Abstract: Objective we're trying to determine the cis-element in the regulation of rat ALAS-1 promoter by PGC-1β. Methods Transient transfection with PGC-1β was done in Hep G2, then dual-luciferase reporter assay was performed to investigate fold activity of rat ALAS-1 promoter when over-expressing PGC-1β. Reconstructing ALAS-1 promoter reporters including a series of 5'-deletions and cis-element mutations, dual-luciferase reporter assay was performed to assay NRF-1 binding sites in rat ALAS-1 promoter. We construct adenoviral PGC-1β and adenoviral siRNA of NRF1 and isolate rat primary hepatocytes and assay the effects of PGC-1β on the rat ALAS-1 transcription. Results Overexpression of PGC-1β stimulates the transcription of ALAS-1 in Hep G2 cells, while over-expressing NRF-1 alone had no stimulation.
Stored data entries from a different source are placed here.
use std::fmt;
use std::str::FromStr;

use serde::{Deserialize, Serialize};

use crate::engine::Phase;

/// Screen position in absolute pixels, stored in config as `[x, y]`
#[derive(Debug, Clone, Copy, PartialEq, Eq, Default, Serialize, Deserialize)]
#[serde(from = "[i32; 2]", into = "[i32; 2]")]
pub struct Point {
    pub x: i32,
    pub y: i32,
}

impl Point {
    pub fn new(x: i32, y: i32) -> Self {
        Self { x, y }
    }
}

impl From<[i32; 2]> for Point {
    fn from(v: [i32; 2]) -> Self {
        Point::new(v[0], v[1])
    }
}

impl From<Point> for [i32; 2] {
    fn from(p: Point) -> Self {
        [p.x, p.y]
    }
}

impl fmt::Display for Point {
    fn fmt(&self, f: &mut fmt::Formatter<'_>) -> fmt::Result {
        write!(f, "({}, {})", self.x, self.y)
    }
}

/// Where a template was found on screen
#[derive(Debug, Clone, Copy, PartialEq, Eq, Default)]
pub struct Region {
    pub l: i32,
    pub t: i32,
    pub w: i32,
    pub h: i32,
}

impl Region {
    pub fn center(&self) -> Point {
        Point::new(self.l + self.w / 2, self.t + self.h / 2)
    }

    /// Click jitter that stays inside the button: a quarter of the smaller side, 1..=8 px.
    pub fn safe_jitter(&self) -> i32 {
        let x = (self.w / 4).clamp(1, 8);
        let y = (self.h / 4).clamp(1, 8);
        x.min(y)
    }
}

/// Screen rectangle for partial capture, stored in config as `[x, y, w, h]`
#[derive(Debug, Clone, Copy, PartialEq, Eq, Serialize, Deserialize)]
#[serde(from = "[i32; 4]", into = "[i32; 4]")]
pub struct Area {
    pub x: i32,
    pub y: i32,
    pub w: u32,
    pub h: u32,
}

impl Area {
    /// Normalize two opposite corners. Rejects selections under 3x3 px.
    pub fn from_corners(a: Point, b: Point) -> Option<Self> {
        let (l, r) = (a.x.min(b.x), a.x.max(b.x));
        let (t, bt) = (a.y.min(b.y), a.y.max(b.y));
        let area = Area { x: l, y: t, w: (r - l) as u32, h: (bt - t) as u32 };
        area.is_usable().then_some(area)
    }

    pub fn is_usable(&self) -> bool {
        self.w >= 3 && self.h >= 3
    }
}

impl From<[i32; 4]> for Area {
    fn from(v: [i32; 4]) -> Self {
        Area { x: v[0], y: v[1], w: v[2].max(0) as u32, h: v[3].max(0) as u32 }
    }
}

impl From<Area> for [i32; 4] {
    fn from(a: Area) -> Self {
        [a.x, a.y, a.w as i32, a.h as i32]
    }
}

impl FromStr for Area {
    type Err = String;

    /// Parses `x,y,w,h`.
    fn from_str(s: &str) -> Result<Self, Self::Err> {
        let parts: Vec<i32> = s
            .split(',')
            .map(|p| p.trim().parse::<i32>().map_err(|e| format!("bad number '{}': {}", p, e)))
            .collect::<Result<_, _>>()?;
        let &[x, y, w, h] = parts.as_slice() else {
            return Err(format!("expected x,y,w,h, got '{}'", s));
        };
        if w < 0 || h < 0 {
            return Err("width and height must be positive".into());
        }
        Ok(Area::from([x, y, w, h]))
    }
}

impl fmt::Display for Area {
    fn fmt(&self, f: &mut fmt::Formatter<'_>) -> fmt::Result {
        write!(f, "{},{} {}x{}", self.x, self.y, self.w, self.h)
    }
}

/// How a match is played out once the leave button shows up
#[derive(Debug, Clone, Copy, PartialEq, Eq, Default, Serialize, Deserialize)]
#[serde(rename_all = "lowercase")]
pub enum MatchMode {
    /// Stay until the natural end, keepalive clicks only
    #[default]
    Full,
    /// Leave as soon as the leave button is available
    Quick,
}

impl MatchMode {
    pub fn toggled(self) -> Self {
        match self {
            MatchMode::Full => MatchMode::Quick,
            MatchMode::Quick => MatchMode::Full,
        }
    }
}

impl fmt::Display for MatchMode {
    fn fmt(&self, f: &mut fmt::Formatter<'_>) -> fmt::Result {
        match self {
            MatchMode::Full => f.write_str("full"),
            MatchMode::Quick => f.write_str("quick"),
        }
    }
}

/// Named UI elements the bot reacts to
#[derive(Debug, Clone, Copy, PartialEq, Eq, Hash)]
pub enum Landmark {
    Change,
    BattleRoyale,
    Solo,
    Leave,
    Ultimate,
    Open,
    Continue,
}

impl Landmark {
    pub const ALL: [Landmark; 7] = [
        Landmark::Change,
        Landmark::BattleRoyale,
        Landmark::Solo,
        Landmark::Leave,
        Landmark::Ultimate,
        Landmark::Open,
        Landmark::Continue,
    ];

    /// Key used in the `images` config table and for captured asset file names.
    pub fn key(self) -> &'static str {
        match self {
            Landmark::Change => "change",
            Landmark::BattleRoyale => "br_mode",
            Landmark::Solo => "solo_mode",
            Landmark::Leave => "return_to_lobby_alone",
            Landmark::Ultimate => "ultimate",
            Landmark::Open => "open",
            Landmark::Continue => "continue",
        }
    }

    /// The leave button is semi-transparent over gameplay and needs a looser match.
    pub fn confidence_override(self) -> Option<f32> {
        match self {
            Landmark::Leave => Some(0.7),
            _ => None,
        }
    }
}

impl FromStr for Landmark {
    type Err = String;

    fn from_str(s: &str) -> Result<Self, Self::Err> {
        let wanted = s.trim().to_lowercase();
        Landmark::ALL
            .into_iter()
            .find(|l| l.key() == wanted)
            .or(match wanted.as_str() {
                "leave" => Some(Landmark::Leave),
                "br" => Some(Landmark::BattleRoyale),
                "solo" => Some(Landmark::Solo),
                _ => None,
            })
            .ok_or_else(|| format!("unknown landmark '{}'", s))
    }
}

impl fmt::Display for Landmark {
    fn fmt(&self, f: &mut fmt::Formatter<'_>) -> fmt::Result {
        f.write_str(self.key())
    }
}

/// Display tone of a status line, mapped to colors by the dashboard
#[derive(Debug, Clone, Copy, PartialEq, Eq)]
pub enum Tone {
    Info,
    Waiting,
    Active,
    Finished,
    Error,
}

/// Runner lifecycle as seen by the dashboard
#[derive(Debug, Clone, Copy, PartialEq, Eq)]
pub enum RunnerState {
    Stopped,
    Running,
    Stopping,
}

/// Command from TUI to runner
#[derive(Debug, Clone, Copy, PartialEq)]
pub enum Command {
    StartStop,
    ToggleMode,
    AdjustConfidence(f32),
    Quit,
}

/// Progress report from the worker and runner to the dashboard
#[derive(Debug, Clone, PartialEq)]
pub enum Event {
    Phase(Phase),
    MatchStarted { count: u32 },
    Runner(RunnerState),
    Config { mode: MatchMode, confidence: f32, webhook_set: bool },
}
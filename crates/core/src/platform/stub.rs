use std::path::Path;
use std::time::Duration;

use tracing::info;

use super::{Devices, Input, InputError, Platform, Screen};
use crate::types::*;

/// Dry-run platform: logs every call, never sees a landmark.
pub struct StubPlatform;

impl Platform for StubPlatform {
    fn name(&self) -> &str {
        "stub"
    }

    fn devices(&self) -> anyhow::Result<Devices> {
        info!("stub devices created");
        Ok(Devices {
            screen: Box::new(StubScreen),
            input: Box::new(StubInput { cursor: Point::new(960, 540) }),
        })
    }
}

struct StubScreen;

impl Screen for StubScreen {
    fn locate(&mut self, template: &Path, min_confidence: f32) -> anyhow::Result<Option<Region>> {
        tracing::debug!("locate(\"{}\", {:.2})", template.display(), min_confidence);
        Ok(None)
    }

    fn screenshot(&mut self, area: Option<Area>, dest: &Path) -> anyhow::Result<()> {
        info!("screenshot({:?}) -> {}", area, dest.display());
        anyhow::bail!("stub platform has no screen")
    }
}

struct StubInput {
    cursor: Point,
}

impl Input for StubInput {
    fn move_to(&mut self, x: i32, y: i32, duration: Duration) -> Result<(), InputError> {
        info!("move_to({}, {}, {:.2}s)", x, y, duration.as_secs_f64());
        self.cursor = Point::new(x, y);
        Ok(())
    }

    fn move_by(&mut self, dx: i32, dy: i32) -> Result<(), InputError> {
        info!("move_by({}, {})", dx, dy);
        self.cursor = Point::new(self.cursor.x + dx, self.cursor.y + dy);
        Ok(())
    }

    fn mouse_down(&mut self) -> Result<(), InputError> {
        info!("mouse_down at {}", self.cursor);
        Ok(())
    }

    fn mouse_up(&mut self) -> Result<(), InputError> {
        info!("mouse_up at {}", self.cursor);
        Ok(())
    }

    fn click(&mut self) -> Result<(), InputError> {
        info!("click at {}", self.cursor);
        Ok(())
    }

    fn key_down(&mut self, key: &str) -> Result<(), InputError> {
        info!("key_down(\"{}\")", key);
        Ok(())
    }

    fn key_up(&mut self, key: &str) -> Result<(), InputError> {
        info!("key_up(\"{}\")", key);
        Ok(())
    }

    fn cursor(&mut self) -> Result<Point, InputError> {
        Ok(self.cursor)
    }
}
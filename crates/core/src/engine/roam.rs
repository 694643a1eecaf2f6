use std::time::Duration;

use anyhow::Result;
use tracing::info;

use super::{Bot, Signal};
use crate::clock::secs;
use crate::types::Landmark;

pub const ROAM_CAP: Duration = Duration::from_secs(1080);
const LOOK_CHANCE: f64 = 0.2;
const LOOK_SPAN: i32 = 120;

impl Bot {
    /// Wander with random movement until the match ends.
    pub(super) fn roam(&mut self) -> Result<Signal> {
        let entered = self.now();
        let keys: Vec<String> = self.cfg.keys.movement().iter().map(|k| k.to_string()).collect();

        loop {
            if !self.is_running() {
                return Ok(Signal::Halted);
            }

            let held = secs(self.hands.uniform(0.2, 0.6));
            let key = self.hands.pick(&keys).to_string();
            self.hands.hold(&key, held)?;

            if self.eyes.sees_results() {
                info!("results screen visible");
                return Ok(Signal::ResultsSeen);
            }
            if self.eyes.sees(Landmark::Leave) {
                self.leave_duty()?;
            }
            if self.hands.chance(LOOK_CHANCE) {
                let dx = self.hands.look_span(LOOK_SPAN);
                self.hands.look(dx)?;
            }
            if self.since(entered) >= ROAM_CAP {
                info!("roamed for {}s, assuming the match is over", ROAM_CAP.as_secs());
                return Ok(Signal::RoamCapped);
            }

            let rest = secs(self.hands.uniform(0.5, 1.2));
            if !self.pause(rest) {
                return Ok(Signal::Halted);
            }
        }
    }
}
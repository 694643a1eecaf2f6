use std::time::Duration;

use anyhow::Result;
use tracing::{info, warn};

use super::machine::{decide_wait, WaitVerdict};
use super::{Bot, Signal};
use crate::types::{Event, Landmark};

pub const WAIT_TIMEOUT: Duration = Duration::from_secs(480);
const WAIT_POLL: Duration = Duration::from_millis(500);
const WAIT_NOTE_EVERY: Duration = Duration::from_secs(30);

impl Bot {
    /// Poll the queue until the match starts, the queue is cancelled, or time runs out.
    pub(super) fn await_match(&mut self) -> Result<Signal> {
        let entered = self.now();
        let mut noted = entered;

        loop {
            if !self.is_running() {
                return Ok(Signal::Halted);
            }
            if self.since(entered) >= WAIT_TIMEOUT {
                warn!("no match after {}s, back to scanning", WAIT_TIMEOUT.as_secs());
                return Ok(Signal::WaitTimedOut);
            }

            let verdict = decide_wait(
                self.eyes.sees(Landmark::Ultimate),
                self.eyes.sees(Landmark::Leave),
                self.eyes.sees(Landmark::Change),
            );
            match verdict {
                Some(WaitVerdict::Cancelled) => {
                    info!("queue cancelled");
                    return Ok(Signal::WaitCancelled);
                }
                Some(v) => {
                    let count = self.ledger.begin(self.now());
                    info!(count, ?v, "match started");
                    self.emit(Event::MatchStarted { count });
                    return Ok(v.signal());
                }
                None => {}
            }

            if self.since(noted) >= WAIT_NOTE_EVERY {
                info!("still waiting for a match ({}s)", self.since(entered).as_secs());
                noted = self.now();
            }
            if !self.pause(WAIT_POLL) {
                return Ok(Signal::Halted);
            }
        }
    }
}
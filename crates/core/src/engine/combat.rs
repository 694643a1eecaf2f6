use std::time::Duration;

use anyhow::Result;
use tracing::{debug, error, info};

use super::{Bot, Signal};
use crate::clock::secs;
use crate::types::{Landmark, MatchMode};

const LEAD_IN: Duration = Duration::from_secs(5);
const PUNCH_EVERY: Duration = Duration::from_millis(500);
/// Beat spacing while the leave button is up; each beat is a double click.
const KEEPALIVE_EVERY: Duration = Duration::from_secs(60);
const DRIFT_AFTER: Duration = Duration::from_secs(120);
const DRIFT_CHANCE: f64 = 0.2;
const DRIFT_HOLD: Duration = Duration::from_millis(200);
const TICK: Duration = Duration::from_millis(50);
const SETUP_CLICKS: u32 = 11;

impl Bot {
    /// Auto-punch until results show up. Errors end the match instead of the run.
    pub(super) fn combat(&mut self) -> Signal {
        match self.fight() {
            Ok(signal) => signal,
            Err(e) => {
                error!("combat aborted: {:#}", e);
                Signal::CombatAborted
            }
        }
    }

    fn fight(&mut self) -> Result<Signal> {
        info!("ultimate ready, punching in {}s", LEAD_IN.as_secs());
        if !self.pause(LEAD_IN) || !self.setup_loadout()? {
            return Ok(Signal::Halted);
        }

        let started = self.now();
        let mut last_beat: Option<Duration> = None;
        let movement: Vec<String> = self.cfg.keys.movement().iter().map(|k| k.to_string()).collect();

        loop {
            if !self.is_running() {
                return Ok(Signal::Halted);
            }
            if self.eyes.sees_results() {
                info!("results screen visible");
                return Ok(Signal::ResultsSeen);
            }

            let leave = self.eyes.sees(Landmark::Leave);
            let cadence = if leave { KEEPALIVE_EVERY } else { PUNCH_EVERY };
            let now = self.now();
            if last_beat.map_or(true, |t| now.saturating_sub(t) >= cadence) {
                last_beat = Some(now);
                if leave {
                    self.hands.double_click()?;
                    debug!("keepalive");
                } else {
                    self.hands.click()?;
                }
            }

            if leave && self.leave_gate.ready(self.now()) {
                match self.cfg.match_mode {
                    MatchMode::Quick => {
                        self.click_leave()?;
                    }
                    MatchMode::Full => self.leave_gate.mark(self.now()),
                }
            }

            if self.since(started) > DRIFT_AFTER && self.hands.chance(DRIFT_CHANCE) {
                let key = self.hands.pick(&movement).to_string();
                self.hands.hold(&key, DRIFT_HOLD)?;
            }

            if !self.pause(TICK) {
                return Ok(Signal::Halted);
            }
        }
    }

    /// Open the menu, pick the loadout, equip slot 1. `false` if stopped midway.
    fn setup_loadout(&mut self) -> Result<bool> {
        let menu = self.cfg.keys.menu.clone();
        let slot = self.cfg.keys.slot_1.clone();
        let (first, second) = (self.cfg.pos_1, self.cfg.pos_2);

        self.hands.press(&menu)?;
        if !self.pause(secs(1.0)) {
            return Ok(false);
        }
        self.hands.travel(first, secs(0.3))?;
        self.hands.click()?;
        if !self.pause(secs(1.5)) {
            return Ok(false);
        }
        for i in 0..SETUP_CLICKS {
            if i == 0 {
                self.hands.travel(second, secs(0.3))?;
            }
            self.hands.click()?;
            if !self.pause(secs(0.2)) {
                return Ok(false);
            }
        }
        self.hands.press(&menu)?;
        if !self.pause(secs(1.0)) {
            return Ok(false);
        }
        self.hands.press(&slot)?;
        Ok(self.pause(secs(1.0)))
    }
}
use std::time::Duration;

/// Longest match duration worth reporting; anything else is a stale start time.
pub const MAX_REPORTED_SECS: u64 = 3600;

/// Match counter and the one-outcome-per-match guarantee.
#[derive(Debug, Clone, Default)]
pub struct MatchLedger {
    count: u32,
    started_at: Option<Duration>,
    notified: bool,
}

impl MatchLedger {
    /// Record a match start. Returns the new match number.
    pub fn begin(&mut self, now: Duration) -> u32 {
        self.count += 1;
        self.started_at = Some(now);
        self.notified = false;
        self.count
    }

    pub fn count(&self) -> u32 {
        self.count
    }

    /// Claim the outcome report for the current match; `None` once claimed.
    pub fn claim_report(&mut self) -> Option<u32> {
        if self.notified {
            return None;
        }
        self.notified = true;
        Some(self.count)
    }

    /// Seconds since the recorded start, 0 when unknown or implausible.
    pub fn elapsed_secs(&self, now: Duration) -> u64 {
        match self.started_at {
            Some(start) => sane_duration(now.as_secs_f64() - start.as_secs_f64()),
            None => 0,
        }
    }
}

/// Clamp a raw duration: values outside `0..=3600` s become 0.
pub fn sane_duration(raw_secs: f64) -> u64 {
    if raw_secs.is_finite() && (0.0..=MAX_REPORTED_SECS as f64).contains(&raw_secs) {
        raw_secs as u64
    } else {
        0
    }
}

pub fn format_duration(secs: u64) -> String {
    format!("{} min {} sec", secs / 60, secs % 60)
}

pub fn outcome_message(match_no: u32, secs: u64) -> String {
    format!("Queue #{} Finish time: {}", match_no, format_duration(secs))
}

#[cfg(test)]
mod tests {
    use super::*;

    #[test]
    fn implausible_durations_report_zero() {
        assert_eq!(sane_duration(5000.0), 0);
        assert_eq!(sane_duration(-3.0), 0);
        assert_eq!(sane_duration(3600.0), 3600);
        assert_eq!(sane_duration(125.7), 125);
    }

    #[test]
    fn report_claimed_once_per_match() {
        let mut ledger = MatchLedger::default();
        ledger.begin(Duration::from_secs(10));
        assert_eq!(ledger.claim_report(), Some(1));
        assert_eq!(ledger.claim_report(), None);
        ledger.begin(Duration::from_secs(900));
        assert_eq!(ledger.claim_report(), Some(2));
    }

    #[test]
    fn elapsed_without_start_is_zero() {
        let ledger = MatchLedger::default();
        assert_eq!(ledger.elapsed_secs(Duration::from_secs(5000)), 0);
    }

    #[test]
    fn message_format() {
        assert_eq!(outcome_message(3, 754), "Queue #3 Finish time: 12 min 34 sec");
    }
}
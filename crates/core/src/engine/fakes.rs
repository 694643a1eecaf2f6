//! Deterministic stand-ins for the engine's seams.

use std::path::{Path, PathBuf};
use std::sync::atomic::{AtomicBool, AtomicU64, Ordering};
use std::sync::{Arc, Mutex};
use std::time::Duration;

use crate::clock::{secs, Clock};
use crate::notify::Notifier;
use crate::platform::{Input, InputError, Screen};
use crate::types::{Area, Point, Region};

/// Virtual time. Sleeping advances it instantly; crossing `stop_at` clears the run flag.
pub struct FakeClock {
    nanos: AtomicU64,
    stop: Mutex<Option<(Duration, Arc<AtomicBool>)>>,
}

impl FakeClock {
    pub fn new() -> Arc<Self> {
        Arc::new(Self { nanos: AtomicU64::new(0), stop: Mutex::new(None) })
    }

    pub fn stop_at(&self, at: f64, running: Arc<AtomicBool>) {
        *self.stop.lock().unwrap() = Some((secs(at), running));
    }

    pub fn advance(&self, d: Duration) {
        self.nanos.fetch_add(d.as_nanos() as u64, Ordering::SeqCst);
        if let Some((at, flag)) = self.stop.lock().unwrap().as_ref() {
            if self.now() >= *at {
                flag.store(false, Ordering::SeqCst);
            }
        }
    }
}

impl Clock for FakeClock {
    fn now(&self) -> Duration {
        Duration::from_nanos(self.nanos.load(Ordering::SeqCst))
    }

    fn sleep(&self, d: Duration) {
        self.advance(d);
    }
}

/// A landmark visible over `[from, to)` virtual seconds, keyed by template file stem.
#[derive(Clone)]
pub struct Sighting {
    pub stem: &'static str,
    pub from: f64,
    pub to: f64,
}

pub fn seen(stem: &'static str, from: f64, to: f64) -> Sighting {
    Sighting { stem, from, to }
}

/// Fixed on-screen spot per stem, so tests can tell which landmark was clicked.
pub fn region_of(stem: &str) -> Region {
    let slot = match stem {
        "change" => 0,
        "br_mode" => 1,
        "solo_mode" => 2,
        "leave" => 3,
        "ultimate" => 4,
        "open" => 5,
        "continue" => 6,
        _ => 7,
    };
    Region { l: 1000 + slot * 100, t: 800, w: 40, h: 40 }
}

pub struct ScriptedScreen {
    pub clock: Arc<FakeClock>,
    pub script: Vec<Sighting>,
    /// Stems whose lookup fails with an error.
    pub broken: Vec<&'static str>,
    pub shots: Arc<Mutex<Vec<Option<Area>>>>,
}

impl Screen for ScriptedScreen {
    fn locate(&mut self, template: &Path, _min_confidence: f32) -> anyhow::Result<Option<Region>> {
        let stem = template.file_stem().map(|s| s.to_string_lossy().into_owned()).unwrap_or_default();
        if self.broken.contains(&stem.as_str()) {
            anyhow::bail!("capture failed");
        }
        let now = self.clock.now().as_secs_f64();
        let visible = self.script.iter().any(|s| s.stem == stem && s.from <= now && now < s.to);
        Ok(visible.then(|| region_of(&stem)))
    }

    fn screenshot(&mut self, area: Option<Area>, _dest: &Path) -> anyhow::Result<()> {
        self.shots.lock().unwrap().push(area);
        Ok(())
    }
}

#[derive(Debug, Clone, PartialEq)]
pub enum Act {
    MoveTo(i32, i32),
    MoveBy(i32, i32),
    Down,
    Up,
    Click,
    KeyDown(String),
    KeyUp(String),
}

impl Act {
    /// Anything that starts an action, as opposed to releasing one.
    pub fn is_press(&self) -> bool {
        !matches!(self, Act::Up | Act::KeyUp(_))
    }
}

pub type ActLog = Arc<Mutex<Vec<(f64, Act)>>>;

/// Records every call with its virtual timestamp. Moves take their full duration.
pub struct RecordingInput {
    pub clock: Arc<FakeClock>,
    pub log: ActLog,
    pub cursor: Point,
}

impl RecordingInput {
    fn record(&self, act: Act) {
        self.log.lock().unwrap().push((self.clock.now().as_secs_f64(), act));
    }
}

fn check_key(key: &str) -> Result<(), InputError> {
    if key.chars().count() == 1 {
        Ok(())
    } else {
        Err(InputError::UnknownKey(key.to_string()))
    }
}

impl Input for RecordingInput {
    fn move_to(&mut self, x: i32, y: i32, duration: Duration) -> Result<(), InputError> {
        self.record(Act::MoveTo(x, y));
        self.cursor = Point::new(x, y);
        self.clock.advance(duration);
        Ok(())
    }

    fn move_by(&mut self, dx: i32, dy: i32) -> Result<(), InputError> {
        self.record(Act::MoveBy(dx, dy));
        self.cursor = Point::new(self.cursor.x + dx, self.cursor.y + dy);
        Ok(())
    }

    fn mouse_down(&mut self) -> Result<(), InputError> {
        self.record(Act::Down);
        Ok(())
    }

    fn mouse_up(&mut self) -> Result<(), InputError> {
        self.record(Act::Up);
        Ok(())
    }

    fn click(&mut self) -> Result<(), InputError> {
        self.record(Act::Click);
        Ok(())
    }

    fn key_down(&mut self, key: &str) -> Result<(), InputError> {
        check_key(key)?;
        self.record(Act::KeyDown(key.to_string()));
        Ok(())
    }

    fn key_up(&mut self, key: &str) -> Result<(), InputError> {
        check_key(key)?;
        self.record(Act::KeyUp(key.to_string()));
        Ok(())
    }

    fn cursor(&mut self) -> Result<Point, InputError> {
        Ok(self.cursor)
    }
}

#[derive(Default)]
pub struct RecordingNotifier {
    pub sent: Mutex<Vec<(String, Option<PathBuf>)>>,
}

impl Notifier for RecordingNotifier {
    fn notify(&self, text: &str, image: Option<&Path>) {
        self.sent.lock().unwrap().push((text.to_string(), image.map(Path::to_path_buf)));
    }
}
We constructed NRF-1 binding site mutated ALAS-1 promoter, the promoter activity was obviously diminished by overexpression of PGC-1β. PGC-1β promotes the transcription of ALAS-1 in the rat primary hepatocytes. When we use the siRNA to interfere the expression of NRF-1, the stimulating effect of PGC-1β on the ALAS-1 was attenuated. Conclusion PGC-1β promoting the transcription of ALAS-1 is mainly by NRF-1 in Hep G2 cells and rat primary hepatocytes.

Key words: PGC-1β, NRF-1, ALAS-1